• EXERCISE GOAL
Copy all lines below containing "uuid".
::::::::::
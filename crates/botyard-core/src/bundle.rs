//! On-disk conventions for bot bundles: naming rules, directory layout, and
//! archive extraction.
//!
//! A bundle is a zip archive whose root contains the entry file (by default
//! `index.js`). Bots live at `<root>/<account_id>/<name>`.

use std::fs;
use std::io::{self, Cursor};
use std::path::{Path, PathBuf};

use tracing::debug;
use zip::ZipArchive;

use crate::error::BotError;

/// Entry file every bundle must contain at its root unless configured otherwise.
pub const DEFAULT_ENTRY_FILE: &str = "index.js";

/// Longest accepted bot name.
pub const MAX_NAME_LEN: usize = 64;

/// Top-level folder some archivers add alongside the real content.
const MACOS_METADATA_DIR: &str = "__MACOSX";

/// Check that `name` can serve as both a folder name and a runner process
/// name: ASCII alphanumerics, `-` and `_`, not starting with `-`.
pub fn validate_bot_name(name: &str) -> Result<(), BotError> {
    check_segment(name).map_err(|reason| BotError::InvalidName {
        name: name.to_owned(),
        reason,
    })
}

/// Same rules as [`validate_bot_name`], applied to the account segment of a
/// bot's path.
pub fn validate_account_id(account_id: &str) -> Result<(), BotError> {
    check_segment(account_id).map_err(|reason| BotError::InvalidName {
        name: account_id.to_owned(),
        reason: format!("account id {reason}"),
    })
}

fn check_segment(segment: &str) -> Result<(), String> {
    if segment.is_empty() {
        return Err("must not be empty".to_owned());
    }
    if segment.len() > MAX_NAME_LEN {
        return Err(format!("must be at most {MAX_NAME_LEN} characters"));
    }
    if segment.starts_with('-') {
        return Err("must not start with '-'".to_owned());
    }
    if let Some(bad) = segment
        .chars()
        .find(|c| !(c.is_ascii_alphanumeric() || *c == '-' || *c == '_'))
    {
        return Err(format!("contains invalid character {bad:?}"));
    }
    Ok(())
}

/// Deterministic install directory for a bot.
pub fn bot_dir(root: &Path, account_id: &str, name: &str) -> PathBuf {
    root.join(account_id).join(name)
}

/// Unique sibling directory used while a bundle is being extracted.
///
/// Starts with `.` so it can never collide with a valid bot name.
pub fn staging_dir(root: &Path, account_id: &str, name: &str) -> PathBuf {
    root.join(account_id)
        .join(format!(".staging-{name}-{}", uuid::Uuid::new_v4().simple()))
}

/// Extract a zip archive into `dest` and verify that `entry_file` ends up at
/// its root.
///
/// Blocking; run it on a blocking thread. `dest` must not exist yet. On error
/// `dest` may be left partially populated and the caller is expected to
/// remove it.
pub fn extract_bundle(
    archive: &[u8],
    dest: &Path,
    entry_file: &str,
    name: &str,
) -> Result<(), BotError> {
    let mut zip = ZipArchive::new(Cursor::new(archive))
        .map_err(|e| BotError::install_failed(name, format!("corrupt archive: {e}")))?;

    fs::create_dir_all(dest).map_err(|e| {
        BotError::install_failed(name, format!("cannot create {}: {e}", dest.display()))
    })?;

    for index in 0..zip.len() {
        let mut file = zip
            .by_index(index)
            .map_err(|e| BotError::install_failed(name, format!("corrupt archive: {e}")))?;

        let relative = file
            .enclosed_name()
            .map(Path::to_path_buf)
            .ok_or_else(|| BotError::InvalidBotBundle {
                reason: format!("archive entry {:?} escapes the bundle root", file.name()),
            })?;
        let out_path = dest.join(&relative);

        if file.is_dir() {
            fs::create_dir_all(&out_path).map_err(|e| write_error(name, &out_path, e))?;
            continue;
        }

        if let Some(parent) = out_path.parent() {
            fs::create_dir_all(parent).map_err(|e| write_error(name, parent, e))?;
        }
        let mut out = fs::File::create(&out_path).map_err(|e| write_error(name, &out_path, e))?;
        // Streamed: the declared entry size is not trusted.
        io::copy(&mut file, &mut out)
            .map_err(|e| BotError::install_failed(name, format!("cannot extract {}: {e}", relative.display())))?;
        drop(out);

        #[cfg(unix)]
        if let Some(mode) = file.unix_mode() {
            use std::os::unix::fs::PermissionsExt;
            // Keep the executable bits; never let an archive drop write access for us.
            let perms = fs::Permissions::from_mode((mode & 0o777) | 0o600);
            fs::set_permissions(&out_path, perms).map_err(|e| write_error(name, &out_path, e))?;
        }
    }

    hoist_single_root(dest, entry_file, name)?;

    if !dest.join(entry_file).is_file() {
        return Err(BotError::InvalidBotBundle {
            reason: format!("missing entry file {entry_file}"),
        });
    }
    Ok(())
}

fn write_error(name: &str, path: &Path, err: std::io::Error) -> BotError {
    BotError::install_failed(name, format!("cannot write {}: {err}", path.display()))
}

/// Flatten archives built by zipping a folder: when the entry file is not at
/// the root but the root holds a single directory that has it, move that
/// directory's children up one level.
fn hoist_single_root(dest: &Path, entry_file: &str, name: &str) -> Result<(), BotError> {
    if dest.join(entry_file).is_file() {
        return Ok(());
    }

    let io_err = |e: std::io::Error| BotError::install_failed(name, e);

    let mut dirs = Vec::new();
    let mut other_entries = 0usize;
    for entry in fs::read_dir(dest).map_err(io_err)? {
        let entry = entry.map_err(io_err)?;
        if entry.file_name() == MACOS_METADATA_DIR {
            continue;
        }
        if entry.file_type().map_err(io_err)?.is_dir() {
            dirs.push(entry.path());
        } else {
            other_entries += 1;
        }
    }

    let [inner] = dirs.as_slice() else {
        return Ok(());
    };
    if other_entries > 0 || !inner.join(entry_file).is_file() {
        return Ok(());
    }

    debug!(bot = name, inner = %inner.display(), "hoisting single top-level folder");

    // Move aside first: a child may share the folder's own name.
    let holding = dest.join(format!(".hoist-{}", uuid::Uuid::new_v4().simple()));
    fs::rename(inner, &holding).map_err(io_err)?;
    for child in fs::read_dir(&holding).map_err(io_err)? {
        let child = child.map_err(io_err)?;
        fs::rename(child.path(), dest.join(child.file_name())).map_err(io_err)?;
    }
    fs::remove_dir(&holding).map_err(io_err)?;

    let metadata = dest.join(MACOS_METADATA_DIR);
    if metadata.is_dir() {
        fs::remove_dir_all(&metadata).map_err(io_err)?;
    }
    Ok(())
}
::::::::::
• EXERCISE SOLUTION
        .join(format!(".staging-{name}-{}", uuid::Uuid::new_v4().simple()))
    let holding = dest.join(format!(".hoist-{}", uuid::Uuid::new_v4().simple()));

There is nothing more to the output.